_Try it_.
Each entry, in full: reproduce it exactly.

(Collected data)
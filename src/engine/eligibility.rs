use crate::error::AppError;
use crate::geo::{self, GeoPoint};

/// Geographic half of the claim rule: the rider must have supplied a current
/// position (a failed geolocation lookup upstream arrives here as `None`,
/// never as a default coordinate) and must be within `radius_km` of the
/// pickup. Returns the computed distance so callers can surface it.
pub fn check(
    position: Option<&GeoPoint>,
    pickup: &GeoPoint,
    radius_km: f64,
) -> Result<f64, AppError> {
    let position = position.ok_or(AppError::NoPosition)?;
    let distance_km = geo::distance_km(position, pickup)?;

    if distance_km > radius_km {
        return Err(AppError::TooFar {
            distance_km,
            radius_km,
        });
    }

    Ok(distance_km)
}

_Result_.
filename src/engine/eligibility.rs
use crate::error::AppError;
use crate::geo::{self, GeoPoint};

/// Geographic half of the claim rule: the rider must have supplied a current
/// position (a failed geolocation lookup upstream arrives here as `None`,
/// never as a default coordinate) and must be within `radius_km` of the
/// pickup. Returns the computed distance so callers can surface it.
pub fn check(
    position: Option<&GeoPoint>,
    pickup: &GeoPoint,
    radius_km: f64,
) -> Result<f64, AppError> {
    let position = position.ok_or(AppError::NoPosition)?;
    let distance_km = geo::distance_km(position, pickup)?;

    if distance_km > radius_km {
        return Err(AppError::TooFar {
            distance_km,
            radius_km,
        });
    }

    Ok(distance_km)
}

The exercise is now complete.